Septembre 2026 : une hausse mondiale qui renforce la pression sur le budget alimentation
Selon l'Organisation des Nations unies pour l'alimentation et l'agriculture (FAO), l'indice des prix alimentaires est remonté en juillet, avec une hausse de 0,6 % sur un mois et de 1 % sur un an. Ce mouvement est principalement tiré par la montée des cours du sucre (+5,6 %), des céréales (+3,4 %) et des huiles végétales (+2 %).
Ces évolutions s'inscrivent dans un double contexte : d'une part des événements climatiques (vagues de chaleur et sécheresses) qui affectent les récoltes en Europe et ailleurs ; d'autre part un contexte géopolitique qui pèse sur les flux commerciaux, notamment ceux impliquant la mer Noire pour les céréales.
- Le blé affiche une hausse importante : +5,8 % en juillet et +9,9 % sur un an.
- Le maïs progresse de 3,6 %, affecté par la conjonction entre prix de l'énergie et canicule.
- Les huiles végétales atteignent leur plus haut niveau depuis juin 2022, poussées notamment par la demande de biodiesel en Indonésie et la hausse du pétrole brut.
- À l'inverse, les prix de la viande ont reculé de 2,8 % en juillet, premier repli mensuel de l'année.
Ces chiffres ont des conséquences directes sur le pouvoir d'achat. La hausse du prix des céréales et du sucre pèse sur les produits transformés (pains, pâtisseries, plats préparés), tandis que la flambée des huiles végétales concerne les marges de l'industrie agroalimentaire et, par ricochet, les prix en rayon.
"inquiétudes accrues concernant la poursuite des perturbations des flux d'exportation en mer Noire"
La FAO pointe par ailleurs des risques persistants sur les lignes d'approvisionnement : si les exportations depuis et vers les zones de production restent perturbées, les cours pourraient rester volatils et alimenter des hausses supplémentaires.
Ce que cela signifie pour les ménages
Concrètement, cette remontée des cours n'affecte pas tous les postes du panier alimentaire de la même façon.

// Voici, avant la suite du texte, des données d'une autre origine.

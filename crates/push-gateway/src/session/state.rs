//! Session state machine

use crate::transport::{CloseReason, TransportKind};
use chrono::{DateTime, Utc};
use push_bus::ChannelSet;
use std::time::Duration;
use uuid::Uuid;

/// Lifecycle of one connection
#[derive(Debug, Clone, Copy, PartialEq, Eq, Hash)]
pub enum SessionState {
    Opening,
    Validating,
    Active,
    Closing,
    Closed,
    BadRequest,
    InternalError,
    LivenessTimeout,
}

impl SessionState {
    #[must_use]
    pub const fn is_terminal(self) -> bool {
        matches!(
            self,
            Self::Closed | Self::BadRequest | Self::InternalError | Self::LivenessTimeout
        )
    }

    #[must_use]
    pub const fn can_transition_to(self, next: Self) -> bool {
        matches!(
            (self, next),
            (Self::Opening, Self::Validating)
                | (Self::Validating, Self::Active | Self::BadRequest | Self::InternalError)
                | (
                    Self::Active,
                    Self::Closing | Self::InternalError | Self::LivenessTimeout
                )
                | (Self::Closing, Self::Closed)
        )
    }

    #[must_use]
    pub const fn as_str(self) -> &'static str {
        match self {
            Self::Opening => "opening",
            Self::Validating => "validating",
            Self::Active => "active",
            Self::Closing => "closing",
            Self::Closed => "closed",
            Self::BadRequest => "bad_request",
            Self::InternalError => "internal_error",
            Self::LivenessTimeout => "liveness_timeout",
        }
    }
}

impl std::fmt::Display for SessionState {
    fn fmt(&self, f: &mut std::fmt::Formatter<'_>) -> std::fmt::Result {
        f.write_str(self.as_str())
    }
}

/// Per-connection session record
#[derive(Debug, Clone)]
pub struct Session {
    id: Uuid,
    kind: TransportKind,
    state: SessionState,
    established_at: DateTime<Utc>,
    channels: Option<ChannelSet>,
    lifetime: Option<Duration>,
}

impl Session {
    #[must_use]
    pub fn new(kind: TransportKind) -> Self {
        Self {
            id: Uuid::new_v4(),
            kind,
            state: SessionState::Opening,
            established_at: Utc::now(),
            channels: None,
            lifetime: None,
        }
    }

    #[must_use]
    pub fn id(&self) -> Uuid {
        self.id
    }

    #[must_use]
    pub fn kind(&self) -> TransportKind {
        self.kind
    }

    #[must_use]
    pub fn state(&self) -> SessionState {
        self.state
    }

    #[must_use]
    pub fn established_at(&self) -> DateTime<Utc> {
        self.established_at
    }

    /// Channels the client asked for, once validated
    #[must_use]
    pub fn channels(&self) -> Option<&ChannelSet> {
        self.channels.as_ref()
    }

    /// Dithered lifetime, once the session is active
    #[must_use]
    pub fn lifetime(&self) -> Option<Duration> {
        self.lifetime
    }

    pub(crate) fn channels_display(&self) -> String {
        self.channels
            .as_ref()
            .map(ChannelSet::to_string)
            .unwrap_or_default()
    }

    pub(crate) fn lifetime_ms(&self) -> u64 {
        self.lifetime
            .map_or(0, |l| u64::try_from(l.as_millis()).unwrap_or(u64::MAX))
    }

    pub fn set_channels(&mut self, channels: ChannelSet) {
        self.channels = Some(channels);
    }

    /// Enter `Active` with the lifetime drawn for this session
    pub fn activate(&mut self, lifetime: Duration) -> bool {
        self.lifetime = Some(lifetime);
        self.transition(SessionState::Active)
    }

    /// Move to `next`, returning false and staying put if the move is not allowed
    pub fn transition(&mut self, next: SessionState) -> bool {
        if !self.state.can_transition_to(next) {
            tracing::debug!(
                session_id = %self.id,
                from = %self.state,
                to = %next,
                "Ignoring invalid session transition"
            );
            return false;
        }

        tracing::trace!(session_id = %self.id, from = %self.state, to = %next, "Session transition");
        self.state = next;
        true
    }

    /// Walk to the terminal state matching how the session ended
    pub fn finish(&mut self, reason: CloseReason) -> SessionState {
        match reason {
            CloseReason::LifetimeElapsed | CloseReason::PeerClosed => {
                self.transition(SessionState::Closing);
                self.transition(SessionState::Closed);
            }
            CloseReason::LivenessTimeout => {
                self.transition(SessionState::LivenessTimeout);
            }
            CloseReason::InternalError => {
                self.transition(SessionState::InternalError);
            }
            CloseReason::BadRequest => {
                self.transition(SessionState::BadRequest);
            }
        }
        self.state
    }
}

/// How a session ended
#[derive(Debug, Clone, Copy, PartialEq, Eq)]
pub struct SessionOutcome {
    pub state: SessionState,
    pub reason: CloseReason,
    /// Frames successfully written, including control frames
    pub events_sent: u64,
}
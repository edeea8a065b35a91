//! Channel subscription feeding a session

use super::events::SessionSignal;
use super::{SessionError, SessionEvent};
use futures_util::StreamExt;
use push_bus::{BusError, ChannelSet, MessageStream, PubSubBus};
use tokio::sync::mpsc;
use tokio_util::sync::CancellationToken;

/// One bus subscription covering a session's whole channel set.
///
/// Messages published before [`ChannelSubscription::open`] returns are not seen.
pub struct ChannelSubscription {
    channels: ChannelSet,
    messages: MessageStream,
}

impl std::fmt::Debug for ChannelSubscription {
    fn fmt(&self, f: &mut std::fmt::Formatter<'_>) -> std::fmt::Result {
        f.debug_struct("ChannelSubscription")
            .field("channels", &self.channels)
            .finish_non_exhaustive()
    }
}

impl ChannelSubscription {
    pub async fn open(bus: &dyn PubSubBus, channels: ChannelSet) -> Result<Self, SessionError> {
        let messages = bus.subscribe(&channels).await?;
        Ok(Self { channels, messages })
    }

    #[must_use]
    pub fn channels(&self) -> &ChannelSet {
        &self.channels
    }

    /// Next message event. A finished bus stream is reported as [`BusError::Closed`].
    pub async fn next_event(&mut self) -> Result<SessionEvent, SessionError> {
        match self.messages.next().await {
            Some(Ok(message)) => Ok(SessionEvent::Message(message)),
            Some(Err(e)) => Err(e.into()),
            None => Err(BusError::Closed.into()),
        }
    }

    /// Forward messages into the session queue until cancelled or failed
    pub(crate) async fn pump(mut self, tx: mpsc::Sender<SessionSignal>, cancel: CancellationToken) {
        loop {
            let signal = tokio::select! {
                () = cancel.cancelled() => break,
                event = self.next_event() => match event {
                    Ok(SessionEvent::Message(message)) => SessionSignal::Message(message),
                    Ok(_) => continue,
                    Err(e) => SessionSignal::Failed(e),
                },
            };

            let failed = matches!(signal, SessionSignal::Failed(_));
            if tx.send(signal).await.is_err() || failed {
                break;
            }
        }

        tracing::trace!(channels = %self.channels, "Subscription released");
    }
}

Les produits à base de céréales et les aliments industriels contenant du sucre ou des huiles végétales devraient être les plus exposés. En revanche, la baisse observée des prix de la viande pour juillet peut atténuer l'effet global sur certains achats.
Plusieurs facteurs pourraient amplifier ou tempérer l'impact final en magasin :
- les décisions des transformateurs et distributeurs (marges, promotions) ;
- la persistance des phénomènes climatiques défavorables ;
- l'évolution des tensions géopolitiques affectant les capacités d'exportation.

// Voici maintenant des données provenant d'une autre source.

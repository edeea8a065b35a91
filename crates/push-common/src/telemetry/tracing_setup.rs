//! Tracing and logging setup
//!
//! Configures the `tracing` subscriber with environment-based filtering.

use crate::config::Environment;
use tracing::Level;
use tracing_subscriber::{
    fmt::{self, format::FmtSpan},
    layer::SubscriberExt,
    util::{SubscriberInitExt, TryInitError},
    EnvFilter,
};

/// Tracing configuration options
#[derive(Debug, Clone)]
pub struct TracingConfig {
    /// Log level filter used when `RUST_LOG` is not set
    pub level: Level,
    /// Enable JSON output format
    pub json: bool,
    /// Include span events (new, close)
    pub span_events: bool,
    /// Include file and line numbers
    pub file_line: bool,
    /// Include thread names
    pub thread_names: bool,
}

impl Default for TracingConfig {
    fn default() -> Self {
        Self {
            level: Level::INFO,
            json: false,
            span_events: false,
            file_line: true,
            thread_names: false,
        }
    }
}

impl TracingConfig {
    /// Create a development configuration with debug logging
    #[must_use]
    pub fn development() -> Self {
        Self {
            level: Level::DEBUG,
            json: false,
            span_events: true,
            file_line: true,
            thread_names: true,
        }
    }

    /// Create a production configuration with JSON logging
    #[must_use]
    pub fn production() -> Self {
        Self {
            level: Level::INFO,
            json: true,
            span_events: false,
            file_line: false,
            thread_names: false,
        }
    }

    /// Pick the configuration matching a deployment environment
    #[must_use]
    pub fn for_environment(env: Environment) -> Self {
        match env {
            Environment::Development => Self::development(),
            Environment::Staging => Self::default(),
            Environment::Production => Self::production(),
        }
    }

    fn span_events(&self) -> FmtSpan {
        if self.span_events {
            FmtSpan::NEW | FmtSpan::CLOSE
        } else {
            FmtSpan::NONE
        }
    }
}

/// Initialize the tracing subscriber with default configuration
///
/// Uses `RUST_LOG` environment variable for filtering if set,
/// otherwise defaults to "info" level.
///
/// # Panics
/// Panics if the subscriber cannot be initialized (usually means it's already set).
pub fn init_tracing() {
    init_tracing_with_config(TracingConfig::default());
}

/// Initialize the tracing subscriber with custom configuration
///
/// # Panics
/// Panics if the subscriber cannot be initialized (usually means it's already set).
pub fn init_tracing_with_config(config: TracingConfig) {
    if let Err(e) = install(&config) {
        panic!("failed to initialize tracing: {e}");
    }
}

/// Try to initialize tracing, returning Ok if successful
///
/// Unlike `init_tracing`, this function will not panic if called multiple times.
pub fn try_init_tracing() -> Result<(), TracingError> {
    try_init_tracing_with_config(TracingConfig::default())
}

/// Try to initialize tracing with custom configuration
///
/// Unlike `init_tracing_with_config`, this function will not panic if called multiple times.
pub fn try_init_tracing_with_config(config: TracingConfig) -> Result<(), TracingError> {
    install(&config).map_err(|_| TracingError::AlreadyInitialized)
}

fn install(config: &TracingConfig) -> Result<(), TryInitError> {
    let env_filter = EnvFilter::try_from_default_env()
        .unwrap_or_else(|_| EnvFilter::new(config.level.to_string()));

    let fmt_layer = fmt::layer()
        .with_file(config.file_line)
        .with_line_number(config.file_line)
        .with_thread_names(config.thread_names)
        .with_span_events(config.span_events());

    if config.json {
        tracing_subscriber::registry()
            .with(env_filter)
            .with(fmt_layer.json())
            .try_init()
    } else {
        tracing_subscriber::registry()
            .with(env_filter)
            .with(fmt_layer)
            .try_init()
    }
}

/// Tracing initialization errors
#[derive(Debug, thiserror::Error)]
pub enum TracingError {
    #[error("Tracing subscriber already initialized")]
    AlreadyInitialized,
}
//! Events a session emits, and the signals its source tasks feed it

use crate::protocol::{EventName, InboundFrame, PushFrame};
use push_bus::BusMessage;

use super::SessionError;

/// Event written to the client
#[derive(Debug, Clone, PartialEq, Eq)]
pub enum SessionEvent {
    Message(BusMessage),
    Heartbeat,
    Ping,
    Pong,
    Reconnect,
}

impl SessionEvent {
    #[must_use]
    pub fn name(&self) -> EventName {
        match self {
            Self::Message(_) => EventName::Message,
            Self::Heartbeat => EventName::Heartbeat,
            Self::Ping => EventName::Ping,
            Self::Pong => EventName::Pong,
            Self::Reconnect => EventName::Reconnect,
        }
    }

    #[must_use]
    pub fn to_frame(&self) -> PushFrame {
        match self {
            Self::Message(message) => PushFrame::message(&message.channel, &message.payload),
            other => PushFrame::control(other.name()),
        }
    }
}

/// Input to a session's control loop.
///
/// Source tasks only ever send these; the control loop alone writes to the
/// transport and owns the liveness state.
#[derive(Debug)]
pub(crate) enum SessionSignal {
    Message(BusMessage),
    Tick,
    Reconnect,
    Inbound(InboundFrame),
    PeerGone,
    Failed(SessionError),
}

| Produit | Variation en juillet | Évolution annuelle |
|---|---|---|
| Indice FAO global | +0,6 % (mois) | +1 % (an) |
| Sucre | +5,6 % | — |
| Céréales | +3,4 % | — |
| Blé | +5,8 % | +9,9 % |
| Maïs | +3,6 % | — |
| Huiles végétales | +2 % | — |
| Viande | -2,8 % | — |
Face à ces dynamiques, les pouvoirs publics et les acteurs économiques disposent de leviers variés : surveillance accrue des approvisionnements, aides ciblées aux ménages vulnérables, ou encore mesures pour limiter la spéculation sur les marchés agricoles. Pour les consommateurs, la vigilance porte surtout sur la composition des courses : privilégier les produits de saison et comparer les prix peut atténuer l'effet des fluctuations à court terme.
À moyen terme, la conjonction des changements climatiques et des risques géopolitiques incite à s'attendre à une volatilité accrue des prix alimentaires, ce qui oblige à anticiper des tensions répétées sur le budget des foyers.